Each entry in the listing below should be returned precisely as it is.

Records for the exercise:
┌──

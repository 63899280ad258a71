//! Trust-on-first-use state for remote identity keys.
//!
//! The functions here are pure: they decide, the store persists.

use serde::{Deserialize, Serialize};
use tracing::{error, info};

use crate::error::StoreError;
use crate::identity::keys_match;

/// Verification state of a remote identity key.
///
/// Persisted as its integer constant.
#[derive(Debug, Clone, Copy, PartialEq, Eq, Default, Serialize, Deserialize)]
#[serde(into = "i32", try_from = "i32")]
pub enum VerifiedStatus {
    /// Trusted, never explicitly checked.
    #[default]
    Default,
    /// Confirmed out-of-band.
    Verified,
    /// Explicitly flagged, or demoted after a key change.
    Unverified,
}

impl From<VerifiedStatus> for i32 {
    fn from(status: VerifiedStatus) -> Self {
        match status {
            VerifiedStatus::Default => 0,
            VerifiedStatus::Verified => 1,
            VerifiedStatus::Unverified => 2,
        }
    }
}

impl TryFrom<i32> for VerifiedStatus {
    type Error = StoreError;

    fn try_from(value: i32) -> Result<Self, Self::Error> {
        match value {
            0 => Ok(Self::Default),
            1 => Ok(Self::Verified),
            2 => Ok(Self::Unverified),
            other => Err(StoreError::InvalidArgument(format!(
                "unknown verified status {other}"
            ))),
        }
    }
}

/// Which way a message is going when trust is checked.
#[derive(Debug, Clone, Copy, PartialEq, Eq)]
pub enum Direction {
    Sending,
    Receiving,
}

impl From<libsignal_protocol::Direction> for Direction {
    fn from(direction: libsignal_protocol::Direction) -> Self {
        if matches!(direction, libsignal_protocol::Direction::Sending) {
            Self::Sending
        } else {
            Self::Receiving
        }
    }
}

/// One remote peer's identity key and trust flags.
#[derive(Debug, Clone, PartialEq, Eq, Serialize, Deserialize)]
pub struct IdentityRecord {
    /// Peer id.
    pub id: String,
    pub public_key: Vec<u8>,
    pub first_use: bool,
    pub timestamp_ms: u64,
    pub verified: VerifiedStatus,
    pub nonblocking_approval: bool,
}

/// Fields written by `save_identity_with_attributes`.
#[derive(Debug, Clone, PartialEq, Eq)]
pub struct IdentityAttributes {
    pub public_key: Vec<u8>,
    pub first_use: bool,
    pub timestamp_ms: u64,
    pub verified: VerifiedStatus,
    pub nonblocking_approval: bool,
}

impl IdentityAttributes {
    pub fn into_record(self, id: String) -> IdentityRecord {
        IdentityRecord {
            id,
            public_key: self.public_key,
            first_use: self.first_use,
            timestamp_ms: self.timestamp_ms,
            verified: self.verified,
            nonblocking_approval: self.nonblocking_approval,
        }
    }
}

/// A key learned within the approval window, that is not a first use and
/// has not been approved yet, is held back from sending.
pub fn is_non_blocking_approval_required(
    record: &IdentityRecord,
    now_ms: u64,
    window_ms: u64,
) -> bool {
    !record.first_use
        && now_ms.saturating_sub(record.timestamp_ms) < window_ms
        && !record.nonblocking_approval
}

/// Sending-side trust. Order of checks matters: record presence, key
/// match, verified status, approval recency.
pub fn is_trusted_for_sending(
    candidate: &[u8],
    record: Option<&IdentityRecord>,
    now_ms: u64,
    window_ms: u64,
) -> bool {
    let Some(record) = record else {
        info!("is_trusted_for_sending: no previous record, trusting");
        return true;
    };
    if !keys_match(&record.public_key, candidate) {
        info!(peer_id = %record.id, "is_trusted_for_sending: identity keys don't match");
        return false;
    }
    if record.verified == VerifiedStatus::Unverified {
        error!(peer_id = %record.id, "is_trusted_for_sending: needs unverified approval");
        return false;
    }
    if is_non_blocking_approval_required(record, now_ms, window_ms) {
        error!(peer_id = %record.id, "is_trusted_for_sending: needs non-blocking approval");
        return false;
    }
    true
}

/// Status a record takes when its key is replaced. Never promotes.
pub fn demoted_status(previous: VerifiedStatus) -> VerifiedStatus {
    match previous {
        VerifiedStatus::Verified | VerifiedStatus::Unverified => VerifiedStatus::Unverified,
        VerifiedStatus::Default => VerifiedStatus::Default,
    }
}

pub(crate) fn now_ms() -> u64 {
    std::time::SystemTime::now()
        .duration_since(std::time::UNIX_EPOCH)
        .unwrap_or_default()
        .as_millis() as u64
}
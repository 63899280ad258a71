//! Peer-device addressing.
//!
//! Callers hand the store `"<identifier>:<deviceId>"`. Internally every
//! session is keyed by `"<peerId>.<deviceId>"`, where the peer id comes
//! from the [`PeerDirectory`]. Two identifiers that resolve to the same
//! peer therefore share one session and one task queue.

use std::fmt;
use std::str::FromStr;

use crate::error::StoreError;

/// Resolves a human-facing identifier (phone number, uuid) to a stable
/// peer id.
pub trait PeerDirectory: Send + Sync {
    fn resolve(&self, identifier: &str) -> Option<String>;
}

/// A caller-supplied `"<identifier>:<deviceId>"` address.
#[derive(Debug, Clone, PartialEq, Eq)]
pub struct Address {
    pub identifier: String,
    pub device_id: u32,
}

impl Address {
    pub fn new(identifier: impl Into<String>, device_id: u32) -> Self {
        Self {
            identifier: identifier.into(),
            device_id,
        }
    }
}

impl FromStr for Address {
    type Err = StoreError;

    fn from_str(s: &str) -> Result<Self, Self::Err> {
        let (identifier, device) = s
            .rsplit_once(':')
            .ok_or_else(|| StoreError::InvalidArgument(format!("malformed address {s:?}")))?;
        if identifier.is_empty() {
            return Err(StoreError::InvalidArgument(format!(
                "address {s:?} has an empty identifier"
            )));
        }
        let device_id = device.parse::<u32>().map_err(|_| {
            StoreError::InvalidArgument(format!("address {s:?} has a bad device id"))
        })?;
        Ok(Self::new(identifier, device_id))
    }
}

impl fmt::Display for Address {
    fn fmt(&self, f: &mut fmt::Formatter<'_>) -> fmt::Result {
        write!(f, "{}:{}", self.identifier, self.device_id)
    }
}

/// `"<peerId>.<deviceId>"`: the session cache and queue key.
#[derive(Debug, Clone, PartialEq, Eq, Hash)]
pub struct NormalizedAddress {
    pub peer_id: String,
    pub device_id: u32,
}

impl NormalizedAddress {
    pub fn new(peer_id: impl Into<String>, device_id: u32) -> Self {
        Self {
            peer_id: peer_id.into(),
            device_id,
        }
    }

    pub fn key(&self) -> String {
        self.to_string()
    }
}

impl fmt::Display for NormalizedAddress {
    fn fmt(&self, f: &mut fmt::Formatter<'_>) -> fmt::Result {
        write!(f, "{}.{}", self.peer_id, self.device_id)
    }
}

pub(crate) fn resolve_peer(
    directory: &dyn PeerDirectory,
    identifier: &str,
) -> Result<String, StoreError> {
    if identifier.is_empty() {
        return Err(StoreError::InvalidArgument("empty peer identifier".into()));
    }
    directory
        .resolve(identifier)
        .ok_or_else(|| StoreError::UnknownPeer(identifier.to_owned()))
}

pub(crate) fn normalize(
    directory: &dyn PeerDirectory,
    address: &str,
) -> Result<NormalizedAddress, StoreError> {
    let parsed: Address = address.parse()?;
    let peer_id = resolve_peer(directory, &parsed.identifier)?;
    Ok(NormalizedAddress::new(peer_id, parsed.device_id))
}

└──

Result:
repository 63899280ad258a71
//! Trust-on-first-use state for remote identity keys.
//!
//! The functions here are pure: they decide, the store persists.

use serde::{Deserialize, Serialize};
use tracing::{error, info};

use crate::error::StoreError;
use crate::identity::keys_match;

/// Verification state of a remote identity key.
///
/// Persisted as its integer constant.
#[derive(Debug, Clone, Copy, PartialEq, Eq, Default, Serialize, Deserialize)]
#[serde(into = "i32", try_from = "i32")]
pub enum VerifiedStatus {
    /// Trusted, never explicitly checked.
    #[default]
    Default,
    /// Confirmed out-of-band.
    Verified,
    /// Explicitly flagged, or demoted after a key change.
    Unverified,
}

impl From<VerifiedStatus> for i32 {
    fn from(status: VerifiedStatus) -> Self {
        match status {
            VerifiedStatus::Default => 0,
            VerifiedStatus::Verified => 1,
            VerifiedStatus::Unverified => 2,
        }
    }
}

impl TryFrom<i32> for VerifiedStatus {
    type Error = StoreError;

    fn try_from(value: i32) -> Result<Self, Self::Error> {
        match value {
            0 => Ok(Self::Default),
            1 => Ok(Self::Verified),
            2 => Ok(Self::Unverified),
            other => Err(StoreError::InvalidArgument(format!(
                "unknown verified status {other}"
            ))),
        }
    }
}

/// Which way a message is going when trust is checked.
#[derive(Debug, Clone, Copy, PartialEq, Eq)]
pub enum Direction {
    Sending,
    Receiving,
}

impl From<libsignal_protocol::Direction> for Direction {
    fn from(direction: libsignal_protocol::Direction) -> Self {
        if matches!(direction, libsignal_protocol::Direction::Sending) {
            Self::Sending
        } else {
            Self::Receiving
        }
    }
}

/// One remote peer's identity key and trust flags.
#[derive(Debug, Clone, PartialEq, Eq, Serialize, Deserialize)]
pub struct IdentityRecord {
    /// Peer id.
    pub id: String,
    pub public_key: Vec<u8>,
    pub first_use: bool,
    pub timestamp_ms: u64,
    pub verified: VerifiedStatus,
    pub nonblocking_approval: bool,
}

/// Fields written by `save_identity_with_attributes`.
#[derive(Debug, Clone, PartialEq, Eq)]
pub struct IdentityAttributes {
    pub public_key: Vec<u8>,
    pub first_use: bool,
    pub timestamp_ms: u64,
    pub verified: VerifiedStatus,
    pub nonblocking_approval: bool,
}

impl IdentityAttributes {
    pub fn into_record(self, id: String) -> IdentityRecord {
        IdentityRecord {
            id,
            public_key: self.public_key,
            first_use: self.first_use,
            timestamp_ms: self.timestamp_ms,
            verified: self.verified,
            nonblocking_approval: self.nonblocking_approval,
        }
    }
}

/// A key learned within the approval window, that is not a first use and
/// has not been approved yet, is held back from sending.
pub fn is_non_blocking_approval_required(
    record: &IdentityRecord,
    now_ms: u64,
    window_ms: u64,
) -> bool {
    !record.first_use
        && now_ms.saturating_sub(record.timestamp_ms) < window_ms
        && !record.nonblocking_approval
}

/// Sending-side trust. Order of checks matters: record presence, key
/// match, verified status, approval recency.
pub fn is_trusted_for_sending(
    candidate: &[u8],
    record: Option<&IdentityRecord>,
    now_ms: u64,
    window_ms: u64,
) -> bool {
    let Some(record) = record else {
        info!("is_trusted_for_sending: no previous record, trusting");
        return true;
    };
    if !keys_match(&record.public_key, candidate) {
        info!(peer_id = %record.id, "is_trusted_for_sending: identity keys don't match");
        return false;
    }
    if record.verified == VerifiedStatus::Unverified {
        error!(peer_id = %record.id, "is_trusted_for_sending: needs unverified approval");
        return false;
    }
    if is_non_blocking_approval_required(record, now_ms, window_ms) {
        error!(peer_id = %record.id, "is_trusted_for_sending: needs non-blocking approval");
        return false;
    }
    true
}

/// Status a record takes when its key is replaced. Never promotes.
pub fn demoted_status(previous: VerifiedStatus) -> VerifiedStatus {
    match previous {
        VerifiedStatus::Verified | VerifiedStatus::Unverified => VerifiedStatus::Unverified,
        VerifiedStatus::Default => VerifiedStatus::Default,
    }
}

pub(crate) fn now_ms() -> u64 {
    std::time::SystemTime::now()
        .duration_since(std::time::UNIX_EPOCH)
        .unwrap_or_default()
        .as_millis() as u64
}
repository 63899280ad258a71
//! Peer-device addressing.
//!
//! Callers hand the store `"<identifier>:<deviceId>"`. Internally every
//! session is keyed by `"<peerId>.<deviceId>"`, where the peer id comes
//! from the [`PeerDirectory`]. Two identifiers that resolve to the same
//! peer therefore share one session and one task queue.

use std::fmt;
use std::str::FromStr;

use crate::error::StoreError;

/// Resolves a human-facing identifier (phone number, uuid) to a stable
/// peer id.
pub trait PeerDirectory: Send + Sync {
    fn resolve(&self, identifier: &str) -> Option<String>;
}

/// A caller-supplied `"<identifier>:<deviceId>"` address.
#[derive(Debug, Clone, PartialEq, Eq)]
pub struct Address {
    pub identifier: String,
    pub device_id: u32,
}

impl Address {
    pub fn new(identifier: impl Into<String>, device_id: u32) -> Self {
        Self {
            identifier: identifier.into(),
            device_id,
        }
    }
}

impl FromStr for Address {
    type Err = StoreError;

    fn from_str(s: &str) -> Result<Self, Self::Err> {
        let (identifier, device) = s
            .rsplit_once(':')
            .ok_or_else(|| StoreError::InvalidArgument(format!("malformed address {s:?}")))?;
        if identifier.is_empty() {
            return Err(StoreError::InvalidArgument(format!(
                "address {s:?} has an empty identifier"
            )));
        }
        let device_id = device.parse::<u32>().map_err(|_| {
            StoreError::InvalidArgument(format!("address {s:?} has a bad device id"))
        })?;
        Ok(Self::new(identifier, device_id))
    }
}

impl fmt::Display for Address {
    fn fmt(&self, f: &mut fmt::Formatter<'_>) -> fmt::Result {
        write!(f, "{}:{}", self.identifier, self.device_id)
    }
}

/// `"<peerId>.<deviceId>"`: the session cache and queue key.
#[derive(Debug, Clone, PartialEq, Eq, Hash)]
pub struct NormalizedAddress {
    pub peer_id: String,
    pub device_id: u32,
}

impl NormalizedAddress {
    pub fn new(peer_id: impl Into<String>, device_id: u32) -> Self {
        Self {
            peer_id: peer_id.into(),
            device_id,
        }
    }

    pub fn key(&self) -> String {
        self.to_string()
    }
}

impl fmt::Display for NormalizedAddress {
    fn fmt(&self, f: &mut fmt::Formatter<'_>) -> fmt::Result {
        write!(f, "{}.{}", self.peer_id, self.device_id)
    }
}

pub(crate) fn resolve_peer(
    directory: &dyn PeerDirectory,
    identifier: &str,
) -> Result<String, StoreError> {
    if identifier.is_empty() {
        return Err(StoreError::InvalidArgument("empty peer identifier".into()));
    }
    directory
        .resolve(identifier)
        .ok_or_else(|| StoreError::UnknownPeer(identifier.to_owned()))
}

pub(crate) fn normalize(
    directory: &dyn PeerDirectory,
    address: &str,
) -> Result<NormalizedAddress, StoreError> {
    let parsed: Address = address.parse()?;
    let peer_id = resolve_peer(directory, &parsed.identifier)?;
    Ok(NormalizedAddress::new(peer_id, parsed.device_id))
}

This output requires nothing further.